Please help me, if you can. Help this silly girl finish her uni project.
Thank you kindly :slight_smile:

Not quite sure what’s happening. To clarify: you’re still seeing events being published, even though your device is no longer connected?

What’s the current status of your device, and where/how are you checking on the publishes?

I guess I didn’t explain that very well, my apologies. Whenever the device is turned off or in safe mode, the events ceases being published, as one would expect; however, as soon as it is again connected to the network, it resumes publishing the events.

I am looking at the publishes through the online console.

I’m not sure what you mean by ‘status’. the LED cycles between breathing green, then breathing cyan and then fast bursts of cyan roughly the same time an event or a bunch of the events come through.
The diagnostics say the vitals are good other than the rate-limiting.
In an event (spark/device/diagnostics/update) is says status: “ok”.

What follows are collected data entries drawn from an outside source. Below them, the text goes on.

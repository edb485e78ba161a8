//! The external converter seam.
//!
//! pandoc does the actual DOCX parsing; this crate only decides *which*
//! writer to ask for and cleans up what comes back. [`ExternalConverter`]
//! is the boundary: [`PandocConverter`] shells out to the real binary, tests
//! plug in fakes that succeed or fail per candidate.

use crate::config::ConversionConfig;
use crate::error::Docx2MdError;
use std::ffi::OsString;
use std::io;
use std::path::{Path, PathBuf};
use std::process::{Command, Stdio};
use tracing::debug;

/// Paths for one conversion attempt.
#[derive(Debug, Clone, Copy)]
pub struct ConversionJob<'a> {
    pub input: &'a Path,
    pub output: &'a Path,
    pub media_dir: &'a Path,
}

/// Captured result of one converter process.
#[derive(Debug, Clone, Default, PartialEq, Eq)]
pub struct ToolOutput {
    /// `true` when the process exited with status 0.
    pub success: bool,
    pub stdout: String,
    pub stderr: String,
}

impl ToolOutput {
    /// Trimmed stderr, or trimmed stdout when stderr is empty.
    pub fn diagnostic(&self) -> String {
        let stderr = self.stderr.trim();
        if stderr.is_empty() {
            self.stdout.trim().to_string()
        } else {
            stderr.to_string()
        }
    }

    /// Trimmed stderr only; what a successful run printed as warnings.
    pub fn warnings(&self) -> String {
        self.stderr.trim().to_string()
    }
}

/// An external document converter invoked once per candidate format.
pub trait ExternalConverter {
    /// Probe the tool once before any document is processed.
    ///
    /// Returns a one-line version string. A missing binary or a failing probe
    /// is fatal for the whole run.
    fn version(&self) -> Result<String, Docx2MdError>;

    /// Convert `job.input` into `job.output` using writer `format`.
    ///
    /// `Ok` means the process ran, whatever its exit status. `Err` means it
    /// could not be started at all.
    fn invoke(&self, job: &ConversionJob<'_>, format: &str) -> io::Result<ToolOutput>;
}

/// Runs the `pandoc` binary.
#[derive(Debug, Clone)]
pub struct PandocConverter {
    program: PathBuf,
    source_format: String,
    extra_args: Vec<String>,
}

impl PandocConverter {
    pub fn new(program: impl Into<PathBuf>) -> Self {
        Self {
            program: program.into(),
            source_format: "docx".to_string(),
            extra_args: vec!["--wrap=none".to_string()],
        }
    }

    pub fn from_config(config: &ConversionConfig) -> Self {
        Self {
            program: PathBuf::from(&config.program),
            source_format: config.source_format.clone(),
            extra_args: config.extra_args.clone(),
        }
    }

    fn program_name(&self) -> String {
        self.program.display().to_string()
    }

    /// Arguments for one attempt, in the order pandoc receives them.
    pub fn arguments(&self, job: &ConversionJob<'_>, format: &str) -> Vec<OsString> {
        let mut extract_media = OsString::from("--extract-media=");
        extract_media.push(job.media_dir.as_os_str());

        let mut args: Vec<OsString> = vec![
            "-f".into(),
            self.source_format.clone().into(),
            "-t".into(),
            format.into(),
            extract_media,
        ];
        args.extend(self.extra_args.iter().map(OsString::from));
        args.push(job.input.as_os_str().to_owned());
        args.push("-o".into());
        args.push(job.output.as_os_str().to_owned());
        args
    }
}

impl ExternalConverter for PandocConverter {
    fn version(&self) -> Result<String, Docx2MdError> {
        let output = Command::new(&self.program)
            .arg("--version")
            .stdin(Stdio::null())
            .output()
            .map_err(|e| match e.kind() {
                io::ErrorKind::NotFound => Docx2MdError::ToolNotFound {
                    program: self.program_name(),
                },
                _ => Docx2MdError::ToolFailed {
                    program: self.program_name(),
                    detail: e.to_string(),
                },
            })?;

        if !output.status.success() {
            let stderr = String::from_utf8_lossy(&output.stderr);
            return Err(Docx2MdError::ToolFailed {
                program: self.program_name(),
                detail: format!("{} {}", output.status, stderr.trim()).trim().to_string(),
            });
        }

        Ok(first_line_or_unknown(&String::from_utf8_lossy(&output.stdout)))
    }

    fn invoke(&self, job: &ConversionJob<'_>, format: &str) -> io::Result<ToolOutput> {
        let args = self.arguments(job, format);
        debug!(program = %self.program.display(), ?args, "Invoking converter");

        let output = Command::new(&self.program)
            .args(&args)
            .stdin(Stdio::null())
            .output()?;

        Ok(ToolOutput {
            success: output.status.success(),
            stdout: String::from_utf8_lossy(&output.stdout).into_owned(),
            stderr: String::from_utf8_lossy(&output.stderr).into_owned(),
        })
    }
}

fn first_line_or_unknown(stdout: &str) -> String {
    stdout
        .lines()
        .next()
        .map(str::trim)
        .filter(|l| !l.is_empty())
        .unwrap_or("pandoc (version unknown)")
        .to_string()
}
//! Pipeline stages for DOCX-to-Markdown batch conversion.
//!
//! Each submodule implements one step, so each is testable on its own and
//! the converter can be swapped for a fake.
//!
//! ## Data Flow
//!
//! ```text
//! discover ──▶ layout ──▶ driver ──▶ converter ──▶ normalize
//! (walk+filter) (paths)  (fallback)  (pandoc)     (cleanup)
//! ```
//!
//! 1. [`discover`]  — walk the input root, apply the skip set and lock-file
//!    filter, sort
//! 2. [`layout`]    — map a document to its `.md` path and media directory
//! 3. [`driver`]    — try candidate writers in order, stop at the first success
//! 4. [`converter`] — the [`converter::ExternalConverter`] seam and the
//!    `pandoc` implementation; the only stage that spawns processes
//! 5. [`normalize`] — deterministic cleanup rules (fenced divs, attribute
//!    groups, raw tags, blank runs)

pub mod converter;
pub mod discover;
pub mod driver;
pub mod layout;
pub mod normalize;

I would put the device into safe mode, then flash tinker. That will clear your faulty firmware from the device and stop the publishes. After that, you can reflash your firmware after fixing the offending publishes in your loop. If there’s something I’m missing and it’s not that easy, let me know what I’m missing. I re-read your first post and it seems that you tried flashing other firmware… have you tried flashing tinker? Are you sure the other app “took”? You could add a Particle.variable() with a version number so you can be sure that your flash was successful.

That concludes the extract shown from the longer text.